• [TASK DETAILS] Taking the data below line by line, count those that include the word "taken" and report the number alone.
[DATA SHOWN Boundary: Start]
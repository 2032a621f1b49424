//! Overlap-driven flux redistribution over a range of source columns.
//!
//! Each source pixel is projected into destination pixel space, a candidate
//! box of destination pixels is taken around it, and its value is split
//! between those pixels in proportion to the spherical overlap of the two
//! pixel footprints:
//!
//! ```text
//! fraction        = overlap(src_quad, dst_quad) / overlap(dst_quad, dst_quad)
//! flux[dst]      += value * fraction
//! weight[dst]    += fraction
//! ```
//!
//! Flux landing outside the destination grid is dropped. The kernel only
//! reads the shared corner mapping and source image, and writes into its own
//! [`AccumulatorPair`], so disjoint column ranges can run concurrently.

use std::ops::Range;
use std::sync::atomic::{AtomicBool, Ordering};

use ndarray::{Array2, ArrayView2, Zip};
use sky_math::{GeometryError, OverlapArea};
use thiserror::Error;

use crate::mapper::CornerMapping;
use crate::{GridShape, Reprojection};

/// Destination-shaped flux and weight sums
#[derive(Debug, Clone, PartialEq)]
pub struct AccumulatorPair {
    pub flux: Array2<f64>,
    pub weight: Array2<f64>,
}

impl AccumulatorPair {
    /// Zeroed accumulators for a destination grid
    pub fn zeros(shape: GridShape) -> Self {
        Self {
            flux: shape.zeros(),
            weight: shape.zeros(),
        }
    }

    /// Add one source contribution to destination pixel `(row, col)`
    pub fn accumulate(&mut self, row: usize, col: usize, value: f64, fraction: f64) {
        self.flux[[row, col]] += value * fraction;
        self.weight[[row, col]] += fraction;
    }

    /// Elementwise sum of another partition's accumulators into this one
    pub fn merge(&mut self, other: &AccumulatorPair) {
        self.flux += &other.flux;
        self.weight += &other.weight;
    }

    /// Divide flux by weight; pixels with zero weight become non-finite
    pub fn normalize(self) -> Reprojection {
        let mut image = self.flux;
        Zip::from(&mut image)
            .and(&self.weight)
            .for_each(|flux, &weight| *flux /= weight);
        Reprojection {
            image,
            footprint: self.weight,
        }
    }
}

/// Reasons a kernel invocation stops early
#[derive(Error, Debug, Clone, PartialEq)]
pub enum KernelError {
    /// The halt flag was raised between source pixels
    #[error("resampling halted")]
    Halted,

    #[error(transparent)]
    Geometry(#[from] GeometryError),
}

/// Read-only data shared by every kernel invocation of one request
#[derive(Clone, Copy)]
pub struct KernelInputs<'a> {
    /// Source image, already coerced to `f64`
    pub image: ArrayView2<'a, f64>,
    pub mapping: &'a CornerMapping,
    pub overlap: &'a dyn OverlapArea,
}

/// Inclusive range of candidate destination indices along one axis.
///
/// Corner positions are rounded to the nearest pixel index with ties going
/// up (`floor(p + 0.5)`) before the min and max are taken, then clipped to
/// `[0, len - 1]`. Returns `None` when nothing is left after clipping.
fn candidate_range(positions: &[f64; 4], len: usize) -> Option<(usize, usize)> {
    let lo = positions.iter().copied().fold(f64::INFINITY, f64::min);
    let hi = positions.iter().copied().fold(f64::NEG_INFINITY, f64::max);

    let lo = ((lo + 0.5).floor() as i64).max(0);
    let hi = ((hi + 0.5).floor() as i64).min(len as i64 - 1);
    if lo > hi {
        return None;
    }
    Some((lo as usize, hi as usize))
}

fn all_finite(lon: &[f64; 4], lat: &[f64; 4]) -> bool {
    lon.iter().chain(lat.iter()).all(|v| v.is_finite())
}

/// Resample the source pixels whose column lies in `columns`.
///
/// All source rows are visited. The result holds only this range's
/// contribution; summing the results of a partition of `[0, cols)` gives the
/// full-image accumulators.
///
/// Source pixels with a corner that has no position in destination pixel
/// space are skipped, as are destination pixels whose footprint has no
/// finite, positive area.
///
/// # Arguments
/// * `columns` - Half-open source column range
/// * `inputs` - Shared image, corner mapping and overlap primitive
/// * `halt` - Checked before each source pixel; when set the call returns `Halted`
pub fn resample_columns(
    columns: Range<usize>,
    inputs: &KernelInputs<'_>,
    halt: Option<&AtomicBool>,
) -> Result<AccumulatorPair, KernelError> {
    let mapping = inputs.mapping;
    let dst_shape = mapping.dst_shape;
    let mut acc = AccumulatorPair::zeros(dst_shape);

    for col in columns {
        for row in 0..mapping.src_shape.rows {
            if halt.is_some_and(|flag| flag.load(Ordering::Relaxed)) {
                return Err(KernelError::Halted);
            }

            let (px, py) = mapping.src_in_dst_pixel.quad(row, col);
            if !all_finite(&px, &py) {
                continue;
            }

            let Some((x_lo, x_hi)) = candidate_range(&px, dst_shape.cols) else {
                continue;
            };
            let Some((y_lo, y_hi)) = candidate_range(&py, dst_shape.rows) else {
                continue;
            };

            let (src_lon, src_lat) = mapping.src_world_in_dst_frame.quad_radians(row, col);
            if !all_finite(&src_lon, &src_lat) {
                continue;
            }
            let value = inputs.image[[row, col]];

            for dst_col in x_lo..=x_hi {
                for dst_row in y_lo..=y_hi {
                    let (dst_lon, dst_lat) = mapping.dst_world.quad_radians(dst_row, dst_col);
                    if !all_finite(&dst_lon, &dst_lat) {
                        continue;
                    }

                    let own = inputs
                        .overlap
                        .overlap(&dst_lon, &dst_lat, &dst_lon, &dst_lat)?;
                    if !(own.area.is_finite() && own.area > 0.0) {
                        continue;
                    }

                    let shared = inputs
                        .overlap
                        .overlap(&src_lon, &src_lat, &dst_lon, &dst_lat)?;
                    acc.accumulate(dst_row, dst_col, value, shared.area / own.area);
                }
            }
        }
    }

    Ok(acc)
}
[DATA SHOWN Boundary: End]
• [TASK OUTPUT] 2